[Collected data entries]
- - - - - - -

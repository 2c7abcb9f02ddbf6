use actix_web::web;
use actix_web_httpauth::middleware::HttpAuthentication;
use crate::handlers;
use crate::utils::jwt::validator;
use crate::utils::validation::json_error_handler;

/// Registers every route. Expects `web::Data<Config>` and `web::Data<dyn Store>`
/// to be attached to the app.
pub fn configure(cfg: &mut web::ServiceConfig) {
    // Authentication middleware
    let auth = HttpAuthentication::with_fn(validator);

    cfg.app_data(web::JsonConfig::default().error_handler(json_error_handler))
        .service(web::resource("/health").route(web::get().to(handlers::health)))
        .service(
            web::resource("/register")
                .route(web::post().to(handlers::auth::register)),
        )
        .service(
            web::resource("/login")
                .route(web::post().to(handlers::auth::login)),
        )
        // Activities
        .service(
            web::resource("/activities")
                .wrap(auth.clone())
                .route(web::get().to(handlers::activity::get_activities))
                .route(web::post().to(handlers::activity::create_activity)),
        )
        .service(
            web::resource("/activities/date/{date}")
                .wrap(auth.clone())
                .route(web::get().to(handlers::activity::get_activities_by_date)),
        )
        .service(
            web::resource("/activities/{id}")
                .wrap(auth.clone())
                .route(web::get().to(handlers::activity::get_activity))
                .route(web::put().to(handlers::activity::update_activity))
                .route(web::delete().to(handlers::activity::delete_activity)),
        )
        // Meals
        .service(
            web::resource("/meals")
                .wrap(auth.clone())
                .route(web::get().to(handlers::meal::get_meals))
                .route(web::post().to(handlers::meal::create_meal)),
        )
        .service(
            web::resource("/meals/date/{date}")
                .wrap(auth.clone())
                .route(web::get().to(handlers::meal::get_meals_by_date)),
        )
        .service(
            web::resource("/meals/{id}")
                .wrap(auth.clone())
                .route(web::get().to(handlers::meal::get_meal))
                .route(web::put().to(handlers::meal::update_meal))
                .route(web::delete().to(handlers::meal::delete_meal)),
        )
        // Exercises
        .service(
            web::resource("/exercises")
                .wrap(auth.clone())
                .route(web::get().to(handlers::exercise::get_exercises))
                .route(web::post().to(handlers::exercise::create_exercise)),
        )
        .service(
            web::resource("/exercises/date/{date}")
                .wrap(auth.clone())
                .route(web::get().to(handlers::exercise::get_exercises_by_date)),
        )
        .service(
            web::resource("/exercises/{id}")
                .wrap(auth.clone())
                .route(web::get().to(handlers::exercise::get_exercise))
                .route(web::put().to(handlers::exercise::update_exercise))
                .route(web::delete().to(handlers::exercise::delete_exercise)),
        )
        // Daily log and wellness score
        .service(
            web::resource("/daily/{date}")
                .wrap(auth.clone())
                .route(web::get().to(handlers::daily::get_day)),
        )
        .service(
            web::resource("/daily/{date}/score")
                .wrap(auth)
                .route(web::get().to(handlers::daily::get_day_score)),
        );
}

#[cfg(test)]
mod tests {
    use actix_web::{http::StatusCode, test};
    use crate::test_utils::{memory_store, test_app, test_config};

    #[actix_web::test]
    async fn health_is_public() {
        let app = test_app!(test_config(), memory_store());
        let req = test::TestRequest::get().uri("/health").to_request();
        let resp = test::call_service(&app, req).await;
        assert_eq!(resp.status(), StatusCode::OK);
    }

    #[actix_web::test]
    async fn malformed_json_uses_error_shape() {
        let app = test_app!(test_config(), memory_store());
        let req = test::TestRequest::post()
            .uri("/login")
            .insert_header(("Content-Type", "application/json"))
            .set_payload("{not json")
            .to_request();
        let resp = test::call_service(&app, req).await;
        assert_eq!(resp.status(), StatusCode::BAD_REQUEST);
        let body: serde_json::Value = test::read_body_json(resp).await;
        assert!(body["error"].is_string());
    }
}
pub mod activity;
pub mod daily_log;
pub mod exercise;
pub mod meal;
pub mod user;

- - - - - - -

Assignment: Retype the portion of the data above that starts on the line with "use crate::handlers;" and finishes on the line with "pub fn configure(cfg: &mut", including both of those lines.

Solution:
use crate::handlers;
use crate::utils::jwt::validator;
use crate::utils::validation::json_error_handler;

/// Registers every route. Expects `web::Data<Config>` and `web::Data<dyn Store>`
/// to be attached to the app.
pub fn configure(cfg: &mut web::ServiceConfig) {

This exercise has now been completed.